Sobre Aristóteles que dice que la verdad es decir que lo que es, es y lo que no es, no es, y la mentira que no hace sino cruzar los términos de esta ecuación, hay que tirar la primera piedra crítica. Bien, hay un decir verdadero, siempre claro en el plano del decir, sobre un referente real. Como si lo real tuviera otra forma de expresarse que el propio decir. Lo real no miente porque lo real no habla. El viajero que va a Cracovia, que bajará allí del tren, o sea la materia del viajero y la del tren no hablan. La referencia aristotélica, la causa material, es muda. No habla pero hace hablar. Las palabras son un modo particular de tratar las cosas. Pero al tiempo que las describen, las anuncian, las develan, las examinan, las demuestran, también las velan, las encubren, las disfrazan y las ocultan.
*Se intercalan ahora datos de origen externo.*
//! Constraints, enumerations and other custom types.

mod constraint;
mod user_role;

pub use self::constraint::{BookConstraints, ConstraintViolation, UserConstraints};
pub use self::user_role::UserRole;
//! Middleware for `axum::Router` and HTTP request processing.
//!
//! - Access control per route group ([`RouterAccessExt`])
//! - Panic and timeout recovery ([`RouterRecoveryExt`])
//! - Request ids and tracing ([`RouterObservabilityExt`])
//! - CORS and body limits ([`RouterSecurityExt`])
//! - OpenAPI document and Scalar UI ([`RouterOpenApiExt`])
//!
//! # Usage
//!
//! ```rust,ignore
//! let router = handler::routes(state.clone())
//!     .with_open_api(&OpenApiConfig::default())
//!     .with_state(state)
//!     .with_default_security()
//!     .with_observability()
//!     .with_default_recovery();
//! ```

mod access;
mod observability;
mod recovery;
mod security;
mod specification;

pub use access::{AccessGuard, IdentityRequirement, RouterAccessExt, enforce_access};
pub use observability::{REQUEST_ID_HEADER, RouterObservabilityExt};
pub use recovery::{RecoveryConfig, RouterRecoveryExt};
pub use security::{RouterSecurityExt, SecurityConfig};
pub use specification::{OpenApiConfig, RouterOpenApiExt};
//! CLI configuration management.
//!
//! ```text
//! Cli
//! ├── server: ServerConfig          # Host, port, shutdown
//! ├── middleware: MiddlewareConfig  # CORS, body limit, OpenAPI, timeouts
//! └── service: ServiceConfig        # Postgres, token keys, default role
//! ```
//!
//! Every option can be given as an argument or an environment variable.
//!
//! ```bash
//! libris --jwt-secret s3cr3t --port 8080
//! JWT_SECRET=s3cr3t PORT=8080 libris
//! ```

mod middleware;
mod server;

use std::process;

use anyhow::Context;
use clap::Parser;
use libris_server::service::ServiceConfig;
pub use middleware::MiddlewareConfig;
use serde::{Deserialize, Serialize};
pub use server::ServerConfig;
use tracing_subscriber::EnvFilter;
use tracing_subscriber::layer::SubscriberExt;
use tracing_subscriber::util::SubscriberInitExt;

use crate::{TRACING_TARGET_CONFIG, TRACING_TARGET_SERVER_STARTUP};

/// Complete CLI configuration.
#[derive(Debug, Clone, Parser, Serialize, Deserialize)]
#[command(name = "libris")]
#[command(about = "Libris catalog server")]
#[command(version)]
pub struct Cli {
    /// Server network and lifecycle configuration.
    #[clap(flatten)]
    pub server: ServerConfig,

    /// HTTP middleware configuration.
    #[clap(flatten)]
    pub middleware: MiddlewareConfig,

    /// Store, token and registration configuration.
    #[clap(flatten)]
    pub service: ServiceConfig,
}

impl Cli {
    /// Loads `.env` (if enabled) and parses CLI arguments.
    ///
    /// The file is loaded first so clap can read its values as environment
    /// variables.
    pub fn init() -> Self {
        Self::load_dotenv();
        Self::parse()
    }

    #[cfg(feature = "dotenv")]
    fn load_dotenv() {
        if let Err(err) = dotenvy::dotenv()
            && !err.not_found()
        {
            eprintln!("Warning: failed to load .env file: {err}");
        }
    }

    #[cfg(not(feature = "dotenv"))]
    fn load_dotenv() {}

    /// Initializes tracing with environment-based filtering.
    ///
    /// `RUST_LOG` overrides the default `info` level.
    pub fn init_tracing() {
        let filter = EnvFilter::try_from_default_env().unwrap_or_else(|_| EnvFilter::new("info"));

        tracing_subscriber::registry()
            .with(filter)
            .with(tracing_subscriber::fmt::layer().with_target(true))
            .init();
    }

    fn log_build_info() {
        tracing::info!(
            target: TRACING_TARGET_SERVER_STARTUP,
            version = env!("CARGO_PKG_VERSION"),
            "starting libris server"
        );

        tracing::debug!(
            target: TRACING_TARGET_SERVER_STARTUP,
            pid = process::id(),
            arch = std::env::consts::ARCH,
            os = std::env::consts::OS,
            features = ?Self::enabled_features(),
            "build information"
        );
    }

    /// Validates all configuration values.
    pub fn validate(&self) -> anyhow::Result<()> {
        self.server
            .validate()
            .context("invalid server configuration")?;
        self.service
            .session_keys_config
            .validate()
            .map_err(|e| anyhow::anyhow!("invalid session configuration: {e}"))?;
        Ok(())
    }

    /// Logs configuration without secrets.
    pub fn log(&self) {
        Self::log_build_info();
        self.server.log();
        self.middleware.log();

        tracing::info!(
            target: TRACING_TARGET_CONFIG,
            in_memory = self.service.in_memory,
            default_user_role = %self.service.default_user_role,
            jwt_expires_in_secs = self.service.session_keys_config.jwt_expires_in_secs,
            "service configuration"
        );

        if !self.service.in_memory {
            tracing::info!(
                target: TRACING_TARGET_CONFIG,
                postgres_max_connections = self.service.postgres_config.postgres_max_connections,
                postgres_connection_timeout_secs = ?self.service.postgres_config.postgres_connection_timeout_secs,
                "database configuration"
            );
        }
    }

    fn enabled_features() -> Vec<&'static str> {
        [cfg!(feature = "dotenv").then_some("dotenv")]
            .into_iter()
            .flatten()
            .collect()
    }
}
Entre mentira y verdad la oposición no aparece tan clara. Más bien hay un cierto continuum entre ambas que como hecho de lenguaje instalado e instalando el lazo social se desvía por el costado del secreto y del misterio. El secreto es una verdad que no debe salir a la luz y el misterio una verdad que no puede ser descubierta porque nadie conoce ni puede conocer. Como en la Carta Robada de Poe, donde la carta, más que robada, es purloined, o sea “desviada”, la carta de la Reina, es “escondida” en un lugar totalmente visible. “Voy a Cracovia”, como es un secreto, digo que voy a Cracovia. Entonces miento porque es mi única verdad posible.
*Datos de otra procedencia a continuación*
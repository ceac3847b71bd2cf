//! Request extractors that reject with [`Error`] instead of plain text.
//!
//! [`Error`]: crate::handler::Error

pub mod enhanced_json;
pub mod enhanced_path;
pub mod validated_json;

pub use self::enhanced_json::Json;
pub use self::enhanced_path::Path;
pub use self::validated_json::ValidateJson;
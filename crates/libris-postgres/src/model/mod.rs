//! Database models for every table.
//!
//! Each table has a queryable row type, an insertable `New*` type and,
//! where rows can change, an `Update*` changeset.

mod book;
mod user;

pub use self::book::{Book, NewBook, UpdateBook};
pub use self::user::{NewUser, UpdateUser, User};
//! Path parameter types for HTTP handlers.

use schemars::JsonSchema;
use serde::{Deserialize, Serialize};

use crate::handler::{ErrorKind, Result};

/// Path parameters for operations on a single user or book.
///
/// The identifier is taken as text so that a malformed value is answered
/// with the same 400 as a non-positive one.
#[must_use]
#[derive(Debug, Clone, Serialize, Deserialize, JsonSchema)]
pub struct RecordPathParams {
    /// Positive integer identifier of the record.
    pub id: String,
}

impl RecordPathParams {
    /// Parses the identifier, rejecting anything but a positive integer.
    pub fn id(&self) -> Result<i32> {
        match self.id.trim().parse::<i32>() {
            Ok(id) if id > 0 => Ok(id),
            _ => Err(ErrorKind::BadRequest
                .with_message("Wrong id")
                .with_context(format!("id: {:?}", self.id))),
        }
    }
}

#[cfg(test)]
mod tests {
    use super::*;

    fn params(id: &str) -> RecordPathParams {
        RecordPathParams { id: id.to_owned() }
    }

    #[test]
    fn positive_ids_parse() -> anyhow::Result<()> {
        assert_eq!(params("1").id()?, 1);
        assert_eq!(params("42").id()?, 42);
        Ok(())
    }

    #[test]
    fn other_ids_are_rejected() {
        for id in ["0", "-3", "abc", "1.5", "", "99999999999"] {
            let err = params(id).id().unwrap_err();
            assert_eq!(err.kind(), ErrorKind::BadRequest, "{id:?}");
            assert_eq!(err.message(), Some("Wrong id"));
        }
    }
}
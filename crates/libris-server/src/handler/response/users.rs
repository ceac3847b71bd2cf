//! User account response types.

use jiff::Timestamp;
use libris_postgres::model;
use libris_postgres::types::UserRole;
use schemars::JsonSchema;
use serde::{Deserialize, Serialize};

/// A user account. The password digest is never rendered.
#[must_use]
#[derive(Debug, Clone, PartialEq, Eq, Serialize, Deserialize, JsonSchema)]
#[serde(rename_all = "camelCase")]
pub struct User {
    /// Unique user identifier.
    pub id: i32,
    pub username: String,
    pub email: String,
    /// Current role.
    pub role: UserRole,
}

impl User {
    pub fn from_model(user: model::User) -> Self {
        Self {
            id: user.id,
            username: user.username,
            email: user.email,
            role: user.role,
        }
    }
}

/// Response returned after a successful login.
#[must_use]
#[derive(Debug, Clone, Serialize, Deserialize, JsonSchema)]
#[serde(rename_all = "camelCase")]
pub struct Login {
    /// Always `logged in successfully`.
    pub message: String,
    /// Signed identity token for the `Authorization: Bearer` header.
    pub token: String,
}

impl Login {
    /// Message sent with every issued token.
    pub const MESSAGE: &str = "logged in successfully";

    pub fn new(token: String) -> Self {
        Self {
            message: Self::MESSAGE.to_owned(),
            token,
        }
    }
}

/// The caller's identity as currently stored, plus the token expiry.
#[must_use]
#[derive(Debug, Clone, Serialize, Deserialize, JsonSchema)]
#[serde(rename_all = "camelCase")]
pub struct Me {
    pub id: i32,
    pub username: String,
    pub email: String,
    /// Stored role, which may differ from the role in the token.
    pub role: UserRole,
    /// When the presented token stops being accepted.
    pub jwt_expire_date: Timestamp,
}

impl Me {
    pub fn new(user: model::User, expires_at: Timestamp) -> Self {
        Self {
            id: user.id,
            username: user.username,
            email: user.email,
            role: user.role,
            jwt_expire_date: expires_at,
        }
    }
}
Dupin, el detective dandy de la historia de Poe sabe que su contrincante, el ministro, es de su misma calaña, o sea un poeta, como él un fingidor. Por tanto un amo y esclavo del lenguaje, un competidor a su altura.
Se puede esconder algo a la vista, a menos que un poeta capte el movimiento con el que el escondite se ha pensado.
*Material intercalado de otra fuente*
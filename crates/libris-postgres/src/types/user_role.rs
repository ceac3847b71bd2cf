//! User role enumeration.

use diesel_derive_enum::DbEnum;
#[cfg(feature = "schema")]
use schemars::JsonSchema;
use serde::{Deserialize, Serialize};
use strum::{AsRefStr, Display, EnumIter, EnumString};

/// Permission profile of a user account.
///
/// Corresponds to the `user_role` PostgreSQL enum. The string forms
/// (`admin`, `reader`) are shared by the database, the JSON API and the
/// identity token.
#[derive(Debug, Default, Clone, Copy, Eq, PartialEq, Hash)]
#[cfg_attr(feature = "schema", derive(JsonSchema))]
#[derive(Serialize, Deserialize, DbEnum, AsRefStr, Display, EnumIter, EnumString)]
#[ExistingTypePath = "crate::schema::sql_types::UserRole"]
pub enum UserRole {
    /// Full rights over every resource.
    #[db_rename = "admin"]
    #[serde(rename = "admin")]
    #[strum(serialize = "admin")]
    Admin,

    /// Read-only access.
    #[db_rename = "reader"]
    #[serde(rename = "reader")]
    #[strum(serialize = "reader")]
    #[default]
    Reader,
}

impl UserRole {
    /// Returns whether this role is the administrative one.
    #[inline]
    pub fn is_admin(self) -> bool {
        matches!(self, UserRole::Admin)
    }
}

#[cfg(test)]
mod tests {
    use strum::IntoEnumIterator;

    use super::*;

    #[test]
    fn string_forms_round_trip() {
        for role in UserRole::iter() {
            let parsed: UserRole = role.to_string().parse().unwrap();
            assert_eq!(parsed, role);
        }
    }

    #[test]
    fn unknown_names_do_not_parse() {
        assert!("bogus".parse::<UserRole>().is_err());
        assert!("Admin".parse::<UserRole>().is_err());
    }

    #[test]
    fn default_role_is_reader() {
        assert_eq!(UserRole::default(), UserRole::Reader);
        assert!(!UserRole::Reader.is_admin());
        assert!(UserRole::Admin.is_admin());
    }
}
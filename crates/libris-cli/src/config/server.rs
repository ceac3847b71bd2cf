//! HTTP server configuration.

use std::net::{IpAddr, Ipv4Addr, SocketAddr};
use std::time::Duration;

use anyhow::{Result as AnyhowResult, anyhow};
use clap::Args;
use serde::{Deserialize, Serialize};

use crate::TRACING_TARGET_CONFIG;

/// Network binding and shutdown settings.
///
/// - `HOST`: address to bind (default 127.0.0.1)
/// - `PORT`: port to listen on (default 3000)
/// - `SHUTDOWN_TIMEOUT`: seconds to drain connections on shutdown (default 30)
#[derive(Debug, Clone, Args, Serialize, Deserialize)]
#[must_use = "config does nothing unless you use it"]
pub struct ServerConfig {
    /// Host address to bind the server to.
    ///
    /// Use "127.0.0.1" for localhost only, "0.0.0.0" for all interfaces.
    #[arg(long, env = "HOST", default_value = "127.0.0.1")]
    #[serde(default = "default_host")]
    pub host: IpAddr,

    /// TCP port number for the server to listen on.
    #[arg(short = 'p', long, env = "PORT", default_value_t = 3000)]
    pub port: u16,

    /// Maximum time in seconds to wait for in-flight requests on shutdown.
    #[arg(long, env = "SHUTDOWN_TIMEOUT", default_value_t = 30)]
    pub shutdown_timeout: u64,
}

fn default_host() -> IpAddr {
    IpAddr::V4(Ipv4Addr::LOCALHOST)
}

impl ServerConfig {
    /// Validates all configuration values.
    ///
    /// The port must be 1024 or above and the shutdown timeout 1-300 seconds.
    pub fn validate(&self) -> AnyhowResult<()> {
        if self.port < 1024 {
            return Err(anyhow!(
                "Port {} is below 1024. Use ports 1024-65535 to avoid requiring root privileges.",
                self.port
            ));
        }

        if self.shutdown_timeout == 0 || self.shutdown_timeout > 300 {
            return Err(anyhow!(
                "Shutdown timeout {} seconds is invalid. Must be between 1 and 300 seconds.",
                self.shutdown_timeout
            ));
        }

        Ok(())
    }

    /// Returns the socket address to bind.
    #[must_use]
    pub const fn server_addr(&self) -> SocketAddr {
        SocketAddr::new(self.host, self.port)
    }

    #[must_use]
    pub const fn shutdown_timeout(&self) -> Duration {
        Duration::from_secs(self.shutdown_timeout)
    }

    /// Returns whether the host is `0.0.0.0` or `::`.
    #[must_use]
    pub const fn binds_to_all_interfaces(&self) -> bool {
        match self.host {
            IpAddr::V4(addr) => addr.is_unspecified(),
            IpAddr::V6(addr) => addr.is_unspecified(),
        }
    }

    /// Logs server configuration at info level.
    pub fn log(&self) {
        tracing::info!(
            target: TRACING_TARGET_CONFIG,
            host = %self.host,
            port = self.port,
            shutdown_timeout_secs = self.shutdown_timeout,
            "server configuration"
        );
    }
}

impl Default for ServerConfig {
    fn default() -> Self {
        Self {
            host: default_host(),
            port: 3000,
            shutdown_timeout: 30,
        }
    }
}

#[cfg(test)]
mod tests {
    use super::*;

    #[test]
    fn default_config_is_valid() {
        let config = ServerConfig::default();
        assert!(config.validate().is_ok());
        assert!(!config.binds_to_all_interfaces());
        assert_eq!(config.server_addr().port(), 3000);
    }

    #[test]
    fn rejects_privileged_ports() {
        let config = ServerConfig {
            port: 80,
            ..ServerConfig::default()
        };
        assert!(config.validate().is_err());
    }

    #[test]
    fn rejects_invalid_shutdown_timeouts() {
        let mut config = ServerConfig::default();

        config.shutdown_timeout = 0;
        assert!(config.validate().is_err());

        config.shutdown_timeout = 301;
        assert!(config.validate().is_err());

        config.shutdown_timeout = 60;
        assert!(config.validate().is_ok());
    }

    #[test]
    fn unspecified_host_binds_everywhere() {
        let config = ServerConfig {
            host: IpAddr::V4(Ipv4Addr::UNSPECIFIED),
            ..ServerConfig::default()
        };
        assert!(config.binds_to_all_interfaces());
    }
}
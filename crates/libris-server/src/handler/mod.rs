//! All `axum::`[`Router`]s with related `axum::`[`Handler`]s.
//!
//! | Method | Path               | Identity | Right  |
//! |--------|--------------------|----------|--------|
//! | POST   | `/users/register`  | no       |        |
//! | POST   | `/users/login`     | no       |        |
//! | GET    | `/users/me`        | yes      |        |
//! | PUT    | `/users/{id}/role` | yes      | UPDATE |
//! | POST   | `/books`           | yes      | CREATE |
//! | GET    | `/books`           | no       |        |
//! | GET    | `/books/{id}`      | no       |        |
//! | PUT    | `/books/{id}`      | yes      | UPDATE |
//! | DELETE | `/books/{id}`      | yes      | DELETE |
//! | GET    | `/health`          | no       |        |
//!
//! [`Router`]: axum::routing::Router
//! [`Handler`]: axum::handler::Handler

mod books;
mod error;
mod monitors;
pub mod request;
pub mod response;
mod users;

use aide::axum::ApiRouter;
use axum::response::{IntoResponse, Response};

pub use crate::handler::error::{Error, ErrorKind, Result};
pub use crate::handler::response::ErrorResponse;
use crate::service::ServiceState;

#[inline]
async fn fallback() -> Response {
    ErrorKind::NotFound.into_response()
}

/// Returns an [`ApiRouter`] with all routes and their access rules.
pub fn routes(state: ServiceState) -> ApiRouter<ServiceState> {
    ApiRouter::new()
        .merge(users::routes(state.clone()))
        .merge(books::routes(state))
        .merge(monitors::routes())
        .fallback(fallback)
}

#[cfg(test)]
pub(crate) mod test {
    use axum::Router;
    use axum::http::StatusCode;
    use axum_test::TestServer;
    use libris_postgres::types::UserRole;
    use serde_json::json;

    use crate::handler::response::{Login, User};
    use crate::handler::routes;
    use crate::service::{
        MemoryStore, ServiceState, ServiceStore, SessionKeys, SessionKeysConfig, UserStore,
    };

    /// Returns signing keys for tests.
    pub fn test_keys() -> SessionKeys {
        SessionKeys::from_config(&SessionKeysConfig::new("libris-test-secret"))
            .expect("test keys")
    }

    /// Returns a state over `store` with test keys.
    pub fn create_test_state(store: MemoryStore) -> ServiceState {
        ServiceState::with_store(ServiceStore::new(store), test_keys())
    }

    /// Returns a new [`TestServer`] with the full router over `state`.
    pub fn create_test_server_with_state(state: ServiceState) -> anyhow::Result<TestServer> {
        let app: Router = routes(state.clone()).with_state(state).into();
        let server = TestServer::new(app)?;
        Ok(server)
    }

    /// Returns a new [`TestServer`] over an empty in-memory store.
    pub fn create_test_server() -> anyhow::Result<(TestServer, ServiceState)> {
        let state = create_test_state(MemoryStore::new());
        let server = create_test_server_with_state(state.clone())?;
        Ok((server, state))
    }

    /// Registers `username` with password `secret`.
    pub async fn register(server: &TestServer, username: &str) -> User {
        let response = server
            .post("/users/register")
            .json(&json!({
                "username": username,
                "password": "secret",
                "email": format!("{username}@example.com"),
            }))
            .await;
        response.assert_status(StatusCode::CREATED);
        response.json::<User>()
    }

    /// Logs `username` in with password `secret` and returns the token.
    pub async fn login(server: &TestServer, username: &str) -> String {
        let response = server
            .post("/users/login")
            .json(&json!({ "username": username, "password": "secret" }))
            .await;
        response.assert_status_ok();
        response.json::<Login>().token
    }

    /// Registers a user, sets its role and returns it with a fresh token.
    pub async fn signed_in(
        server: &TestServer,
        state: &ServiceState,
        username: &str,
        role: UserRole,
    ) -> anyhow::Result<(User, String)> {
        let user = register(server, username).await;
        if role != user.role {
            state.store().update_user_role(user.id, role).await?;
        }
        let token = login(server, username).await;
        Ok((user, token))
    }

    /// Formats an `Authorization` header value.
    pub fn bearer(token: &str) -> String {
        format!("Bearer {token}")
    }

    #[tokio::test]
    async fn handlers() -> anyhow::Result<()> {
        let (server, _) = create_test_server()?;
        assert!(server.is_running());
        Ok(())
    }

    #[tokio::test]
    async fn unknown_routes_are_not_found() -> anyhow::Result<()> {
        let (server, _) = create_test_server()?;

        let response = server.get("/nowhere").await;
        response.assert_status_not_found();
        assert_eq!(response.json::<serde_json::Value>()["name"], "not_found");
        Ok(())
    }
}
Si el discurrir sobre la mentira nos lleva hacia alguna parte en tanto analistas no será por la vía de San Agustín quien cree que el pacto con la palabra es con Dios y no “entre los hombres”. Mentir es un pecado, es una falta hacia Dios y nada puede hacer excepción o disculparlo. La prohibición de mentir no figura entre los Diez Mandamientos y en función del lazo social las mentiras piadosas son bienvenidas y las verdades desnudas resultan obscenas.
No siempre decir la verdad es bueno y mentir es malo, y bien sabemos los esfuerzos que se hacen a veces para ahorrarle al otro un saber que no hará sino atormentarlo. Los analistas no ubicamos un valor universal, un imperativo Kantiano que hace feliz pareja con Agustín de Hipona.
El deber universal en relación a no mentir no deja muchas salidas al sujeto, quien en situación extrema podrá refugiarse en el imperativo o bien, como sostiene el psicoanálisis, enfrentarse a su propia división subjetiva. Ésta implica una decisión de una verdad que tal vez sea tan solo a posteriori y que sólo es para cada quien, un efecto de verdad que despierte al sujeto de su sueño, que lo conmueva del fantasma en el que se arma su propia novela, “su otra escena”, su ficción de goce sufriente. La posición es más bien nietzschiana, verdad y mentira adquieren un sentido extramoral, la moral no es el objeto del psicoanalista, en todo caso funciona como el obstáculo a su escucha.
Qué tendrá para decirnos Nietzsche:
“¿Qué es entonces la verdad? Un ejército móvil de metáforas, metonimias, antropomorfismos, en resumidas cuentas, una suma de relaciones humanas que han sido realzadas, extrapoladas, adornadas poética y retóricamente y que, después de un prolongado uso, a un pueblo le parecen fijas, canónicas, obligatorias: las verdades son ilusiones de las que se ha olvidado que lo son, metáforas que se han vuelto gastadas y sin fuerza sensible, monedas que han perdido su troquelado y no son ahora consideradas como monedas, sino como metal”.
No hay más verdad que un acuerdo cuyo fundamento se ha olvidado, una verdad que tiene la estructura de una ficción, esa mentira que el arte entrega para que con ella hagamos la pregunta que interrogue el fundamento.